The problem, however, is that we do not know the slow
growing from the virulent forms. We do not have genetic markers that tell is
that a Gleason 6 will become metastatic in 6 weeks while the Gleason 8 is going
nowhere. This is the fatal flaw in her second analysis. It assumes we know
indolent from aggressive, we just do not, until after the fact. Thus we treat
all as aggressive, which albeit costly may be in the end efficacious to saving
lives. Yet again we let the decision be an informed patient decision.
3. Colon: The question here is; what of colonoscopies? Clearly
here we have often slowly growing tumors, starting with adenomas and slowly
developing into invasive cancers. Removal of adenomas is an almost certain guarantee
of non-progression to a cancer. The data seem to demonstrate a saving of lives.
The procedure is invasive, and at times costly, with small but existing
morbidity factors. Should we ban this also?
Now the issue is; what should be the proper questions?
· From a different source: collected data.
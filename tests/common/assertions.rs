//! Polling helpers for job state

use clipfetch::{JobId, JobRecord, JobRunner, JobStatus};
use std::time::{Duration, Instant};

/// Poll until `predicate` holds for the job's record
///
/// Returns the matching record, or `None` on timeout.
pub async fn wait_for<F>(
    runner: &JobRunner,
    id: JobId,
    timeout: Duration,
    predicate: F,
) -> Option<JobRecord>
where
    F: Fn(&JobRecord) -> bool,
{
    let deadline = Instant::now() + timeout;
    loop {
        let record = runner.status(id).expect("job should exist");
        if predicate(&record) {
            return Some(record);
        }
        if Instant::now() >= deadline {
            return None;
        }
        tokio::time::sleep(Duration::from_millis(5)).await;
    }
}

/// Poll until the job reaches a terminal state
pub async fn wait_for_terminal(runner: &JobRunner, id: JobId) -> JobRecord {
    wait_for(runner, id, Duration::from_secs(10), JobRecord::is_terminal)
        .await
        .unwrap_or_else(|| panic!("job {id} did not reach a terminal state"))
}

/// Poll until the job's progress reaches `value`
pub async fn wait_for_progress(runner: &JobRunner, id: JobId, value: f64) -> JobRecord {
    wait_for(runner, id, Duration::from_secs(10), |record| {
        record.progress >= value
    })
    .await
    .unwrap_or_else(|| panic!("job {id} never reached {value}% progress"))
}

/// Poll until the job leaves `pending`
pub async fn wait_for_downloading(runner: &JobRunner, id: JobId) -> JobRecord {
    wait_for(runner, id, Duration::from_secs(10), |record| {
        record.status != JobStatus::Pending
    })
    .await
    .unwrap_or_else(|| panic!("job {id} never started"))
}
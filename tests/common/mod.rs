use std::{
    collections::HashMap,
    net::SocketAddr,
    sync::{Arc, Mutex},
};

use axum::{
    body::Body,
    extract::{FromRequest, Multipart, Query, State},
    http::{header::CONTENT_TYPE, Request, StatusCode},
    routing::get,
    Json, Router,
};
use landmark_map::types::{
    geom::LatLng,
    landmark::{Category, Landmark, Source},
};

/// A create request as the mock endpoint saw it
#[derive(Debug, Clone, Default)]
pub struct RecordedPost {
    pub multipart: bool,
    pub fields: HashMap<String, String>,
    pub photo: Option<(String, Vec<u8>)>,
}

#[derive(Debug, Default)]
pub struct MockState {
    pub landmarks: Vec<Landmark>,
    pub lists: Vec<LatLng>,
    pub posts: Vec<RecordedPost>,
    pub require_login: bool,
    pub fail_lists: bool,
}

pub type Shared = Arc<Mutex<MockState>>;

/// Serves `/api/landmarks` on an ephemeral port, returning its base url
pub fn spawn_mock(state: Shared) -> String {
    let app = Router::new()
        .route("/api/landmarks", get(list_landmarks).post(create_landmark))
        .with_state(state);
    let server = axum::Server::bind(&SocketAddr::from(([127, 0, 0, 1], 0)))
        .serve(app.into_make_service());
    let addr = server.local_addr();
    tokio::spawn(server);
    format!("http://{addr}")
}

async fn list_landmarks(
    State(state): State<Shared>,
    Query(at): Query<LatLng>,
) -> Result<Json<Vec<Landmark>>, StatusCode> {
    let mut state = state.lock().unwrap();
    state.lists.push(at);
    if state.fail_lists {
        return Err(StatusCode::INTERNAL_SERVER_ERROR);
    }
    Ok(Json(state.landmarks.clone()))
}

async fn create_landmark(State(state): State<Shared>, request: Request<Body>) -> StatusCode {
    if state.lock().unwrap().require_login {
        return StatusCode::UNAUTHORIZED;
    }
    let is_multipart = request
        .headers()
        .get(CONTENT_TYPE)
        .and_then(|value| value.to_str().ok())
        .is_some_and(|value| value.starts_with("multipart/form-data"));
    let post = if is_multipart {
        let Ok(mut multipart) = Multipart::from_request(request, &()).await else {
            return StatusCode::BAD_REQUEST;
        };
        let mut post = RecordedPost {
            multipart: true,
            ..RecordedPost::default()
        };
        while let Ok(Some(field)) = multipart.next_field().await {
            let name = field.name().unwrap_or_default().to_string();
            if name == "photo" {
                let file_name = field.file_name().unwrap_or_default().to_string();
                let Ok(bytes) = field.bytes().await else {
                    return StatusCode::BAD_REQUEST;
                };
                post.photo = Some((file_name, bytes.to_vec()));
            } else {
                let Ok(text) = field.text().await else {
                    return StatusCode::BAD_REQUEST;
                };
                post.fields.insert(name, text);
            }
        }
        post
    } else {
        let Ok(Json(body)) =
            Json::<serde_json::Map<String, serde_json::Value>>::from_request(request, &()).await
        else {
            return StatusCode::BAD_REQUEST;
        };
        RecordedPost {
            multipart: false,
            fields: body
                .into_iter()
                .map(|(key, value)| match value {
                    serde_json::Value::String(text) => (key, text),
                    other => (key, other.to_string()),
                })
                .collect(),
            photo: None,
        }
    };

    let mut state = state.lock().unwrap();
    let field = |key: &str| post.fields.get(key).cloned().unwrap_or_default();
    let landmark = Landmark {
        name: field("name"),
        description: Some(field("description")),
        latitude: field("latitude").parse().unwrap_or_default(),
        longitude: field("longitude").parse().unwrap_or_default(),
        source: Source::User,
        category: post.fields.get("category").cloned().map(Category::from),
        added_by: Some("Anonymous".to_string()),
        photo: post.photo.as_ref().map(|(file_name, _)| file_name.clone()),
    };
    state.landmarks.push(landmark);
    state.posts.push(post);
    StatusCode::OK
}

pub fn wikipedia(name: &str, lat: f64, lng: f64) -> Landmark {
    Landmark {
        name: name.to_string(),
        description: Some(format!("{name} from wikipedia")),
        latitude: lat,
        longitude: lng,
        source: Source::Wikipedia,
        category: None,
        added_by: None,
        photo: None,
    }
}
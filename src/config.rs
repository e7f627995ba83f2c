use std::str::FromStr;

use color_eyre::eyre::{Result, WrapErr};

use crate::{controller::PageSettings, geolocation::DeviceLocation};

pub const DEFAULT_API_URL: &str = "http://localhost:5000";

/// Everything the headless page needs, read from `LANDMARKS_*` environment variables
#[derive(Debug, Clone, PartialEq)]
pub struct Config {
    pub api_url: String,
    pub session: Option<String>,
    pub geolocation: DeviceLocation,
    pub page: PageSettings,
}

impl Config {
    pub fn from_env() -> Result<Self> {
        Self::from_lookup(|key| std::env::var(key).ok())
    }

    pub fn from_lookup(lookup: impl Fn(&str) -> Option<String>) -> Result<Self> {
        let mut page = PageSettings::default();
        if let Some(fallback) = parsed(&lookup, "LANDMARKS_FALLBACK")? {
            page.fallback_center = fallback;
        }
        if let Some(kind) = parsed(&lookup, "LANDMARKS_MARKERS")? {
            page.marker_kind = kind;
        }
        if let Some(after_submit) = parsed(&lookup, "LANDMARKS_AFTER_SUBMIT")? {
            page.after_submit = after_submit;
        }
        if let Some(show_legend) = parsed(&lookup, "LANDMARKS_LEGEND")? {
            page.show_legend = show_legend;
        }
        if let Some(icon_base) = lookup("LANDMARKS_ICON_BASE") {
            page.icon_base = icon_base;
        }
        if let Some(uploads_base) = lookup("LANDMARKS_UPLOADS_BASE") {
            page.uploads_base = uploads_base;
        }
        Ok(Config {
            api_url: lookup("LANDMARKS_API_URL").unwrap_or_else(|| DEFAULT_API_URL.to_string()),
            session: lookup("LANDMARKS_SESSION"),
            geolocation: parsed(&lookup, "LANDMARKS_GEOLOCATION")?.unwrap_or_default(),
            page,
        })
    }
}

fn parsed<T>(lookup: &impl Fn(&str) -> Option<String>, key: &str) -> Result<Option<T>>
where
    T: FromStr,
    T::Err: Into<color_eyre::eyre::Error>,
{
    lookup(key)
        .map(|value| {
            value
                .parse::<T>()
                .map_err(|err| -> color_eyre::eyre::Error { err.into() })
                .wrap_err_with(|| format!("invalid {key}={value:?}"))
        })
        .transpose()
}

#[cfg(test)]
mod tests {
    use std::collections::HashMap;

    use super::*;
    use crate::{
        controller::AfterSubmit, marker::style::MarkerKind, types::geom::LatLng,
    };

    fn config(vars: &[(&str, &str)]) -> Result<Config> {
        let vars: HashMap<String, String> = vars
            .iter()
            .map(|(k, v)| (k.to_string(), v.to_string()))
            .collect();
        Config::from_lookup(|key| vars.get(key).cloned())
    }

    #[test]
    fn defaults_without_environment() {
        let config = config(&[]).unwrap();
        assert_eq!(config.api_url, "http://localhost:5000");
        assert_eq!(config.session, None);
        assert_eq!(config.geolocation, DeviceLocation::Unsupported);
        assert_eq!(config.page, PageSettings::default());
    }

    #[test]
    fn reads_overrides() {
        let config = config(&[
            ("LANDMARKS_API_URL", "http://landmarks.test"),
            ("LANDMARKS_GEOLOCATION", "denied"),
            ("LANDMARKS_FALLBACK", "40.7128,-74.0060"),
            ("LANDMARKS_MARKERS", "icon"),
            ("LANDMARKS_AFTER_SUBMIT", "optimistic"),
            ("LANDMARKS_LEGEND", "false"),
        ])
        .unwrap();
        assert_eq!(config.api_url, "http://landmarks.test");
        assert_eq!(config.geolocation, DeviceLocation::Denied);
        assert_eq!(config.page.fallback_center, LatLng::new(40.7128, -74.0060));
        assert_eq!(config.page.marker_kind, MarkerKind::Icon);
        assert_eq!(config.page.after_submit, AfterSubmit::Optimistic);
        assert!(!config.page.show_legend);
    }

    #[test]
    fn names_the_bad_variable() {
        let err = config(&[("LANDMARKS_LEGEND", "maybe")]).unwrap_err();
        assert!(err.to_string().contains("LANDMARKS_LEGEND"));
    }
}
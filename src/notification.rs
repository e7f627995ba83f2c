use std::time::Duration;

pub const LOAD_FAILED: &str = "Failed to load landmarks";
pub const ADD_FAILED: &str = "Failed to add landmark";
pub const ADDED: &str = "Landmark added successfully!";

#[derive(Debug, Clone, Copy, PartialEq, Eq, Hash)]
pub struct NotificationId(pub u64);

#[derive(Debug, Clone, Copy, PartialEq, Eq)]
pub enum NotificationKind {
    Success,
    Danger,
}

impl NotificationKind {
    pub fn alert_class(self) -> &'static str {
        match self {
            NotificationKind::Success => "alert-success",
            NotificationKind::Danger => "alert-danger",
        }
    }
}

/// A transient banner above the add-landmark form
#[derive(Debug, Clone, PartialEq)]
pub struct Notification {
    pub id: NotificationId,
    pub kind: NotificationKind,
    pub message: String,
    pub expires_after: Duration,
}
Namely, should we continue to do 5 year survival? More importantly should we
even start down the road of denying efficacy if we do not have enough
information? Again consider prostate cancer. We do not know how to tell
aggressive from indolent, so should we just stop PSA testing? PSA testing helps
for the aggressive group, albeit a small but unidentifiable sample.
I suggest stepping back and looking at the questions. The
author in her presentation I believe makes a strong argument for it, not by
what she understood and said, but what was clearly not understood and left unsaid.